Cleaning Up Data Debt in League
Hey there. I’m Stephen “Riot FloofyRice” Zhang and I’m a technical developer in QA on the Content Efficiency team, which focuses on building internal tools. I want to talk about our efforts to clean up one of our bigger problems at Riot: data debt. Data debt occurs when content is developed on top of a system that has tech debt. As a result, changing an old system is often risky, and teams are incentivized to create new content in a “better” form in order to mitigate breaking existing functionality with a refactor. As priorities and deadlines change, tech debt cleanup often slides in priority, leading to a proliferation of standards. Bill Clark’s "A Taxonomy of Tech Debt" is a fantastic primer on the subject if you want to learn more.
For this project, the data debt that had accumulated over the years was blocking new features that would accelerate the creative process for artists, designers, and other content creators working on League. We decided the time investment was worth it and set out to find a solution. What we landed on was a process called “assetization.” In this article, I'll talk about this process, including some of the speed bumps along the way - and I'll show you how something like this can happen:
Two textures: same name, one with correct alpha, one without. Importer found the wrong one.
Our previous asset management solution had a few major flaws: non-explicit references, hidden information, and inconsistent standards. I'll go into each of these in depth below.
In the previous system, all references to assets would refer to a file only by name, rather than containing a full, explicit path. This led to all sorts of confusion around where references originated and what happened if two files in different folders had the same filename (which was more abundant than we hoped). Over time, the widespread lack of knowability ate away at the productivity of our content creators as they struggled to solve complicated bugs while working. A lot of champions are created by utilizing existing spells and champions as templates, so the lack of knowability spread quickly to newer champions, causing pain as teams tried to iterate.
Another major issue with our old file management system for visual effects was the amount of special casing that had accumulated over the years. One such case was how we loaded skins and skin effects.

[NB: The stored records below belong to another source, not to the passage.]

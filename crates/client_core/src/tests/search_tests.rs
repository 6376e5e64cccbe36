use super::*;
use std::sync::{
    atomic::{AtomicUsize, Ordering},
    Arc,
};

fn counter_task(counter: &Arc<AtomicUsize>, value: usize) -> impl Future<Output = ()> + Send {
    let counter = Arc::clone(counter);
    async move {
        counter.store(value, Ordering::SeqCst);
    }
}

#[tokio::test(start_paused = true)]
async fn only_the_last_scheduled_task_runs() {
    let debouncer = SearchDebouncer::default();
    let fired = Arc::new(AtomicUsize::new(0));

    debouncer.schedule(counter_task(&fired, 1));
    tokio::time::sleep(Duration::from_millis(100)).await;
    debouncer.schedule(counter_task(&fired, 2));
    tokio::time::sleep(Duration::from_millis(100)).await;
    debouncer.schedule(counter_task(&fired, 3));
    assert!(debouncer.is_pending());

    tokio::time::sleep(Duration::from_millis(299)).await;
    assert_eq!(fired.load(Ordering::SeqCst), 0);

    tokio::time::sleep(Duration::from_millis(2)).await;
    assert_eq!(fired.load(Ordering::SeqCst), 3);
    assert!(!debouncer.is_pending());
}

#[tokio::test(start_paused = true)]
async fn cancel_drops_the_pending_task() {
    let debouncer = SearchDebouncer::new(Duration::from_millis(50));
    let fired = Arc::new(AtomicUsize::new(0));

    debouncer.schedule(counter_task(&fired, 1));
    debouncer.cancel();
    tokio::time::sleep(Duration::from_millis(100)).await;
    assert_eq!(fired.load(Ordering::SeqCst), 0);
}

#[tokio::test(start_paused = true)]
async fn dropping_the_debouncer_cancels_its_timer() {
    let fired = Arc::new(AtomicUsize::new(0));
    {
        let debouncer = SearchDebouncer::default();
        debouncer.schedule(counter_task(&fired, 1));
    }
    tokio::time::sleep(Duration::from_secs(1)).await;
    assert_eq!(fired.load(Ordering::SeqCst), 0);
}
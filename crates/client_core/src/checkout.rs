//! Checkout: turning the cart into an order and pushing the new capacities.

use futures::future::try_join_all;
use shared::{
    domain::LessonId,
    protocol::{Order, OrderItem},
};
use tracing::info;

use crate::{api::LessonsApi, error::ShopResult, state::ShopState};

pub const ORDER_PLACED_MESSAGE: &str = "Your order has been placed!";

#[derive(Debug, Clone, PartialEq, Eq)]
pub enum CheckoutOutcome {
    /// Empty cart or invalid form; nothing was sent.
    Blocked,
    /// Another checkout is in flight; nothing was sent.
    AlreadySubmitting,
    Placed,
    Failed(String),
}

pub fn failure_message(reason: &str) -> String {
    format!("Checkout failed: {reason}. Please refresh and try again.")
}

/// One `qty: 1` item per cart entry, in cart order.
pub fn build_order(state: &ShopState) -> Order {
    Order {
        name: state.customer.name.clone(),
        phone: state.customer.phone.clone(),
        items: state
            .cart
            .iter()
            .map(|lesson| OrderItem {
                lesson_id: lesson.id.clone(),
                qty: 1,
            })
            .collect(),
    }
}

/// The capacity to persist for each distinct lesson in the cart.
///
/// Values come from the store, whose counts have the cart's units taken off
/// (see [`ShopState::replace_lessons`]). Lessons no longer listed fall back to
/// the first snapshot minus the units held.
pub fn space_updates(state: &ShopState) -> Vec<(LessonId, u32)> {
    let mut updates: Vec<(LessonId, u32)> = Vec::new();
    for item in &state.cart {
        if updates.iter().any(|(id, _)| id == &item.id) {
            continue;
        }
        let space = match state.lesson(&item.id) {
            Some(lesson) => lesson.space,
            None => item.space.saturating_sub(state.held(&item.id)),
        };
        updates.push((item.id.clone(), space));
    }
    updates
}

/// Posts the order, then every capacity update concurrently. The first
/// failure fails the whole submission; updates already applied stay applied.
pub(crate) async fn submit(
    api: &dyn LessonsApi,
    order: &Order,
    updates: &[(LessonId, u32)],
) -> ShopResult<()> {
    api.create_order(order).await?;
    info!(items = order.items.len(), "order accepted");

    try_join_all(
        updates
            .iter()
            .map(|(lesson_id, space)| api.update_space(lesson_id, *space)),
    )
    .await?;
    info!(lessons = updates.len(), "lesson capacities updated");
    Ok(())
}

#[cfg(test)]
#[path = "tests/checkout_tests.rs"]
mod tests;
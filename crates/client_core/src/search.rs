use std::{
    future::Future,
    sync::{Mutex, PoisonError},
    time::Duration,
};

use tokio::task::JoinHandle;

pub const DEFAULT_SEARCH_DEBOUNCE: Duration = Duration::from_millis(300);

/// Runs at most one delayed task at a time.
///
/// Scheduling a new task aborts the pending one, whether it is still waiting
/// out the delay or already running. Dropping the debouncer aborts whatever is
/// pending, so no timer outlives its owner.
pub struct SearchDebouncer {
    delay: Duration,
    pending: Mutex<Option<JoinHandle<()>>>,
}

impl SearchDebouncer {
    pub fn new(delay: Duration) -> Self {
        Self {
            delay,
            pending: Mutex::new(None),
        }
    }

    pub fn delay(&self) -> Duration {
        self.delay
    }

    /// Must be called from within a tokio runtime.
    pub fn schedule<F>(&self, task: F)
    where
        F: Future<Output = ()> + Send + 'static,
    {
        let delay = self.delay;
        let handle = tokio::spawn(async move {
            tokio::time::sleep(delay).await;
            task.await;
        });

        let previous = self
            .pending
            .lock()
            .unwrap_or_else(PoisonError::into_inner)
            .replace(handle);
        if let Some(previous) = previous {
            previous.abort();
        }
    }

    pub fn cancel(&self) {
        if let Some(handle) = self
            .pending
            .lock()
            .unwrap_or_else(PoisonError::into_inner)
            .take()
        {
            handle.abort();
        }
    }

    pub fn is_pending(&self) -> bool {
        self.pending
            .lock()
            .unwrap_or_else(PoisonError::into_inner)
            .as_ref()
            .is_some_and(|handle| !handle.is_finished())
    }
}

impl Default for SearchDebouncer {
    fn default() -> Self {
        Self::new(DEFAULT_SEARCH_DEBOUNCE)
    }
}

impl Drop for SearchDebouncer {
    fn drop(&mut self) {
        self.cancel();
    }
}

#[cfg(test)]
#[path = "tests/search_tests.rs"]
mod tests;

If the assets followed a specific naming convention, the file management would replace references to the base skin version of the file with a skin specific reference (e.g. the Ezreal_Skin02_Q VFX would replace Ezreal_Base_Q VFX when playing as Skin2). In addition, there were a couple of asset extensions that would be replaced by the game engine. However, this did not change the VFX files referencing those assets, leading to properties that worked but referred to nonexistent assets. While this replacement works, it generated confusion when names were slightly off or when we needed to know certain details like whether a texture was skin-specific.

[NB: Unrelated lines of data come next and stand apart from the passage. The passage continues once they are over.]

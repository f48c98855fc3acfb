//! Simulation lifecycle state machine
//!
//! ```text
//! generating_actors -> created -> enriching -> enriched -> running -> completed
//!        |                ^           |                     |  ^
//!        v                +-----------+ (partial)           +--+ (each round)
//!      failed  <----------------------+ (unrecoverable)
//! ```

use crate::core::error::{Result, SimError};
use serde::{Deserialize, Serialize};
use std::fmt;

#[derive(Debug, Clone, Copy, PartialEq, Eq, Hash, Serialize, Deserialize)]
#[serde(rename_all = "snake_case")]
pub enum SimulationStatus {
    Created,
    GeneratingActors,
    Enriching,
    Enriched,
    Running,
    Completed,
    Failed,
}

impl SimulationStatus {
    pub fn as_str(&self) -> &'static str {
        match self {
            SimulationStatus::Created => "created",
            SimulationStatus::GeneratingActors => "generating_actors",
            SimulationStatus::Enriching => "enriching",
            SimulationStatus::Enriched => "enriched",
            SimulationStatus::Running => "running",
            SimulationStatus::Completed => "completed",
            SimulationStatus::Failed => "failed",
        }
    }

    pub fn can_transition_to(self, next: SimulationStatus) -> bool {
        use SimulationStatus::*;
        matches!(
            (self, next),
            (GeneratingActors, Created)
                | (GeneratingActors, Failed)
                | (Created, Enriching)
                | (Enriching, Enriched)
                | (Enriching, Created)
                | (Enriching, Failed)
                | (Enriched, Running)
                | (Running, Running)
                | (Running, Completed)
        )
    }

    /// Move to `next`, leaving `self` untouched on an illegal transition
    pub fn transition(&mut self, next: SimulationStatus) -> Result<()> {
        if !self.can_transition_to(next) {
            return Err(SimError::InvalidTransition {
                from: *self,
                to: next,
            });
        }
        *self = next;
        Ok(())
    }

    pub fn is_terminal(self) -> bool {
        matches!(self, SimulationStatus::Completed | SimulationStatus::Failed)
    }

    pub fn ensure_can_process_round(self) -> Result<()> {
        match self {
            SimulationStatus::Enriched | SimulationStatus::Running => Ok(()),
            status => Err(SimError::InvalidState {
                status,
                operation: "process a round",
            }),
        }
    }

    pub fn ensure_can_schedule(self) -> Result<()> {
        if self.is_terminal() {
            return Err(SimError::InvalidState {
                status: self,
                operation: "schedule an action",
            });
        }
        Ok(())
    }

    /// Enrichment starts only from `created`; in particular never while `enriching`
    pub fn ensure_can_enrich(self) -> Result<()> {
        match self {
            SimulationStatus::Created => Ok(()),
            status => Err(SimError::InvalidState {
                status,
                operation: "start enrichment",
            }),
        }
    }
}

impl fmt::Display for SimulationStatus {
    fn fmt(&self, f: &mut fmt::Formatter<'_>) -> fmt::Result {
        f.pad(self.as_str())
    }
}
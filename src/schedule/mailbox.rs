//! Deferred, round-targeted message delivery

use crate::core::types::Round;
use crate::entity::message::PendingMessage;
use serde::{Deserialize, Serialize};
use std::collections::BTreeMap;

#[derive(Debug, Clone, Default, PartialEq, Serialize, Deserialize)]
#[serde(transparent)]
pub struct Mailbox {
    messages: Vec<PendingMessage>,
}

impl Mailbox {
    pub fn new() -> Self {
        Self::default()
    }

    pub fn send(&mut self, message: PendingMessage) {
        tracing::debug!(
            sender = %message.sender,
            recipient = %message.recipient,
            deliver_round = message.deliver_round,
            "queued message"
        );
        self.messages.push(message);
    }

    /// Messages due in `round`, grouped by recipient reference in send order
    pub fn deliverable(&self, round: Round) -> BTreeMap<&str, Vec<&PendingMessage>> {
        let mut grouped: BTreeMap<&str, Vec<&PendingMessage>> = BTreeMap::new();
        for message in self.messages.iter().filter(|m| m.deliver_round == round) {
            grouped
                .entry(message.recipient.as_str())
                .or_default()
                .push(message);
        }
        grouped
    }

    /// Drop every message targeting `round`; returns how many were removed
    pub fn purge(&mut self, round: Round) -> usize {
        let before = self.messages.len();
        self.messages.retain(|m| m.deliver_round != round);
        before - self.messages.len()
    }

    pub fn iter(&self) -> impl Iterator<Item = &PendingMessage> {
        self.messages.iter()
    }

    pub fn len(&self) -> usize {
        self.messages.len()
    }

    pub fn is_empty(&self) -> bool {
        self.messages.is_empty()
    }
}

#[cfg(test)]
mod tests {
    use super::*;
    use crate::core::types::ActorId;
    use proptest::prelude::*;

    #[test]
    fn test_deliverable_groups_by_recipient() {
        let mut mailbox = Mailbox::new();
        let sender = ActorId::new();
        mailbox.send(PendingMessage::new(sender, "Union", "first", 1));
        mailbox.send(PendingMessage::new(sender, "Mayor", "hello", 1));
        mailbox.send(PendingMessage::new(sender, "Union", "second", 1));
        mailbox.send(PendingMessage::new(sender, "Union", "later", 2));

        let due = mailbox.deliverable(2);
        assert_eq!(due.len(), 2);
        let union: Vec<_> = due["Union"].iter().map(|m| m.content.as_str()).collect();
        assert_eq!(union, vec!["first", "second"]);
        assert_eq!(due["Mayor"].len(), 1);
    }

    #[test]
    fn test_purge_only_touches_target_round() {
        let mut mailbox = Mailbox::new();
        let sender = ActorId::new();
        mailbox.send(PendingMessage::new(sender, "Union", "now", 1));
        mailbox.send(PendingMessage::new(sender, "Union", "later", 2));

        assert_eq!(mailbox.purge(2), 1);
        assert_eq!(mailbox.purge(2), 0);
        assert_eq!(mailbox.len(), 1);
        assert!(mailbox.deliverable(3).contains_key("Union"));
    }

    proptest! {
        #[test]
        fn prop_purge_empties_round(sent in proptest::collection::vec(0u32..6, 0..50), target in 0u32..7) {
            let mut mailbox = Mailbox::new();
            let sender = ActorId::new();
            for round in &sent {
                mailbox.send(PendingMessage::new(sender, "X", "m", *round));
            }
            let expected = sent.iter().filter(|r| **r + 1 == target).count();
            prop_assert_eq!(mailbox.purge(target), expected);
            prop_assert!(mailbox.deliverable(target).is_empty());
            prop_assert_eq!(mailbox.len(), sent.len() - expected);
        }
    }
}
/// Merge a validated world update into the aggregate
fn reconcile(
    sim: &mut Simulation,
    round: Round,
    due: &[ScheduledAction],
    update: WorldUpdate,
    report: &mut RoundReport,
) -> Result<()> {
    // Outcomes, one per due action, in due order
    let mut reported: HashMap<ActorId, ActionResult> = update
        .action_results
        .into_iter()
        .map(|r| (r.actor_id, r))
        .collect();

    let mut results = Vec::with_capacity(due.len());
    for action in due {
        let result = match reported.remove(&action.actor_id) {
            Some(result) => result,
            None => {
                tracing::warn!(actor = %action.actor_id, round, "world update omitted an outcome");
                missing_outcome(action)
            }
        };
        results.push(result);
    }
    for stray in reported.keys() {
        tracing::warn!(actor = %stray, round, "dropping outcome for actor with no due action");
    }

    // Status updates and this round's history entries
    let mut resolved: HashMap<ActorId, ActionRecord> = HashMap::new();
    for (action, result) in due.iter().zip(&results) {
        let status = if action.is_multi_round() {
            ActionStatus::Executing
        } else {
            ActionStatus::Completed
        };
        sim.action_schedule
            .set_status(round, action.actor_id, status, Some(result.to_outcome()))?;

        if let Some(updated) = sim.action_schedule.live_action(round, action.actor_id) {
            resolved.insert(action.actor_id, ActionRecord::from_resolved(updated));
        }
        report.actions_resolved += 1;
    }

    // Multi-round actions finishing this round
    let finishing: Vec<(ActorId, Round)> = sim
        .active_actions
        .due_for_completion(round)
        .map(|a| (a.actor_id, a.started_round))
        .collect();
    for (actor, started) in finishing {
        if sim.active_actions.complete(actor, started).is_some() {
            match sim
                .action_schedule
                .set_status(started, actor, ActionStatus::Completed, None)
            {
                Ok(()) => report.actions_completed += 1,
                Err(err) => {
                    tracing::warn!(%actor, started, error = %err, "could not mark action completed")
                }
            }
        }
    }

    for action in due.iter().filter(|a| a.is_multi_round()) {
        sim.active_actions.promote(action, round);
    }

    // Mail for this round
    let mut inbox: HashMap<ActorId, Vec<DeliveredMessage>> = HashMap::new();
    for (recipient, messages) in sim.mailbox.deliverable(round) {
        let Some(target) = sim.resolve_actor(recipient) else {
            tracing::warn!(recipient, round, count = messages.len(), "dropping mail for unknown actor");
            report.messages_dropped += messages.len();
            continue;
        };
        let target = target.actor_id;
        for message in messages {
            let from_actor_identifier = sim
                .actor(message.sender)
                .map(|a| a.identifier.clone())
                .unwrap_or_else(|_| "Unknown".into());
            inbox.entry(target).or_default().push(DeliveredMessage {
                from_actor_id: message.sender,
                from_actor_identifier,
                content: message.content.clone(),
                sent_round: message.sent_round,
            });
            report.messages_delivered += 1;
        }
    }
    sim.mailbox.purge(round);

    // One private state per roster actor
    let mut updates: HashMap<ActorId, ActorUpdate> = HashMap::new();
    for actor_update in update.actor_updates {
        if sim.actor(actor_update.actor_id).is_ok() {
            updates.insert(actor_update.actor_id, actor_update);
        } else {
            tracing::warn!(actor = %actor_update.actor_id, round, "dropping state update for unknown actor");
        }
    }

    let mut states = BTreeMap::new();
    for actor in &sim.actors {
        let id = actor.actor_id;
        let previous = sim.history_for(id, round);
        let mut state = match updates.remove(&id) {
            Some(u) => ActorRoundState {
                actor_id: id,
                round_number: round,
                world_state_summary: update.world_state_summary.clone(),
                observations: u.observations,
                available_actions: u.available_actions,
                disabled_actions: u.disabled_actions,
                resources: u.resources,
                constraints: u.constraints,
                messages_received: Vec::new(),
                my_actions: previous.my_actions,
                direct_impacts: u.direct_impacts,
                indirect_impacts: u.indirect_impacts,
            },
            None => {
                let mut carried = previous.carried_forward(round);
                if !report.quiet {
                    carried.world_state_summary = update.world_state_summary.clone();
                }
                carried
            }
        };
        if let Some(record) = resolved.remove(&id) {
            state.my_actions.push(record);
        }
        state.messages_received = inbox.remove(&id).unwrap_or_default();
        states.insert(id, state);
    }
    sim.actor_states.insert(round, states);

    sim.rounds.push(RoundRecord {
        round_number: round,
        world_state_summary: update.world_state_summary,
        key_changes: update.key_changes,
        emergent_developments: update.emergent_developments,
        action_results: results,
        continue_simulation: update.continue_simulation,
        continuation_reasoning: update.continuation_reasoning,
        timestamp: Utc::now(),
    });

    sim.current_round = round + 1;
    if sim.status == SimulationStatus::Enriched || sim.status == SimulationStatus::Running {
        sim.status.transition(SimulationStatus::Running)?;
    }
    if !update.continue_simulation {
        sim.status.transition(SimulationStatus::Completed)?;
    }
    report.continue_simulation = update.continue_simulation;
    sim.touch();
    Ok(())
}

As the amount of content in League has grown, various art and tools teams have attempted to establish better standards to ensure sustainability. However, due to a lack of information and/or time, these cleanup attempts were often stopped short. Teams would agree to develop future content in a new format and create a ticket to clean up the previous data, but without a holistic effort, those tickets were easily lost to the backlog. As a result, there were 4 or 5 different ways to organize your VFX, leading to confusion and wasted time.
League’s data problems had grown to the point where the paper cuts from interacting with the system were actively hampering the creativity of our designers and artists. More and more time was spent trying to fight with the system rather than exploring ideas.

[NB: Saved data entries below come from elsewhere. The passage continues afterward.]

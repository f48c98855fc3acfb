//! LLM-backed implementations of the provider traits

pub mod client;
pub mod context;
pub mod parser;
pub mod providers;

pub use client::LlmClient;
pub use providers::{
    llm_providers, LlmDecisionProvider, LlmEnricher, LlmRosterGenerator, LlmWorldProvider,
};
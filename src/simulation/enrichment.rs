//! Enrichment pass over a simulation's roster

use crate::core::error::{Result, SimError};
use crate::core::types::{ActorId, SimulationId};
use crate::entity::actor::Actor;
use crate::entity::simulation::Simulation;
use crate::provider::retry::RetryPolicy;
use crate::provider::roster::ActorEnricher;
use crate::simulation::lifecycle::SimulationStatus;
use crate::store::SimulationStore;
use serde::{Deserialize, Serialize};

#[derive(Debug, Clone, PartialEq, Serialize, Deserialize)]
pub struct EnrichmentReport {
    pub simulation_id: SimulationId,
    pub enriched: Vec<ActorId>,
    pub failed: Vec<ActorId>,
    pub status: SimulationStatus,
}

/// Enriches every actor still lacking research, saving after each one
///
/// Individual actor failures are tolerated; the simulation ends in `enriched`
/// only if every actor is enriched, otherwise it reverts to `created` and the
/// pass may be run again without losing finished actors. A store failure is
/// unrecoverable and moves the simulation to `failed`.
pub struct EnrichmentPass<'a> {
    enricher: &'a dyn ActorEnricher,
    store: &'a dyn SimulationStore,
    policy: RetryPolicy,
}

impl<'a> EnrichmentPass<'a> {
    pub fn new(
        enricher: &'a dyn ActorEnricher,
        store: &'a dyn SimulationStore,
        policy: RetryPolicy,
    ) -> Self {
        Self {
            enricher,
            store,
            policy,
        }
    }

    pub async fn run(&self, sim: &mut Simulation) -> Result<EnrichmentReport> {
        let mut report = EnrichmentReport {
            simulation_id: sim.simulation_id,
            enriched: Vec::new(),
            failed: Vec::new(),
            status: sim.status,
        };

        let already_done = matches!(
            sim.status,
            SimulationStatus::Enriched | SimulationStatus::Running | SimulationStatus::Completed
        );
        if already_done && sim.all_enriched() {
            tracing::debug!(simulation = %sim.simulation_id, "already enriched");
            return Ok(report);
        }

        sim.begin_enrichment()?;
        self.store.save(sim).await?;

        let pending: Vec<Actor> = sim.actors.iter().filter(|a| !a.enriched).cloned().collect();
        tracing::info!(
            simulation = %sim.simulation_id,
            actors = pending.len(),
            "enriching actors"
        );

        for actor in &pending {
            let enricher = self.enricher;
            let question = sim.question.as_str();
            let result = self
                .policy
                .run("enrichment", move || async move {
                    enricher.enrich(actor, question).await
                })
                .await;

            match result {
                Ok(enrichment) => {
                    sim.enrich_actor(actor.actor_id, enrichment)?;
                    if let Err(err) = self.store.save(sim).await {
                        return Err(self.abort(sim, err).await);
                    }
                    report.enriched.push(actor.actor_id);
                }
                Err(err) => {
                    tracing::warn!(
                        actor = %actor.actor_id,
                        identifier = %actor.identifier,
                        error = %err,
                        "enrichment failed"
                    );
                    report.failed.push(actor.actor_id);
                }
            }
        }

        report.status = sim.finish_enrichment()?;
        if let Err(err) = self.store.save(sim).await {
            return Err(self.abort(sim, err).await);
        }

        tracing::info!(
            simulation = %sim.simulation_id,
            enriched = report.enriched.len(),
            failed = report.failed.len(),
            status = %report.status,
            "enrichment finished"
        );
        Ok(report)
    }

    async fn abort(&self, sim: &mut Simulation, err: SimError) -> SimError {
        tracing::error!(simulation = %sim.simulation_id, error = %err, "enrichment aborted");
        if sim.status != SimulationStatus::Enriching {
            // the pass already closed; its status stands
            return err;
        }
        if sim.mark_failed().is_ok() {
            if let Err(save_err) = self.store.save(sim).await {
                tracing::error!(simulation = %sim.simulation_id, error = %save_err, "could not record failure");
            }
        }
        err
    }
}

So what’s the new solution?
With these problems in mind, we knew we needed a new system. We proposed a system that used two main components: WAD files and the Game Data Server. WAD files are a neatly compressed and bundled set of data that includes everything required to load a specific piece of content. The Game Data Server is a way to manage loose property values in game and provide authoring tools for content creators to add new content. Some other benefits include:
- Explicit, enforced long path file references - prevents ambiguity about which file is being referenced and requires the file’s existence
- Smaller patch sizes, smaller install sizes, and less surface area for leaked content since we package only the assets referenced by game data as opposed to entire folders
- Access to newer tech such as materials and shaders that were built without short path support
- Faster build and iteration times
- Hot reload of textures and property values so our content creators can iterate with real-time feedback
To support our existing content, we “assetized” each champion, which can be boiled down to 5 broad steps:
- Renaming and re-organizing all VFX data to match the latest standards set by the art discipline
- Conversion of all VFX data to a format similar to what the game receives
- Bundling VFX together in WAD files so that the game knows which VFX files to use without needing them to be in specific locations during development
- Updating all scripts and champion data to point to new asset locations
- Cleaning up all unused stale files that have piled up over the years
Our attack plan
The team committed to releasing every new champion and VGU following Kayn with the new data format. This was relatively straightforward for new champions, but our data debt reared its ugly head every time a team went to work on an existing champion. Sometimes art teams chose to create a new skin in the new data format without updating any of the previous skins. Cleanup tasks were put on the backlog and then slowly pushed to the bottom as they got deprioritized, resulting in many older champions with different data formats for each skin. We decided that the continuous paper cuts of the various formats had slowed down our content creators enough and it was time to fix the old champions as well. Without ties to any particular skin, champion or deliverable, we had no product concerns pushing us to quickly solve the problem, and we were given the chance to clean up this data debt once and for all.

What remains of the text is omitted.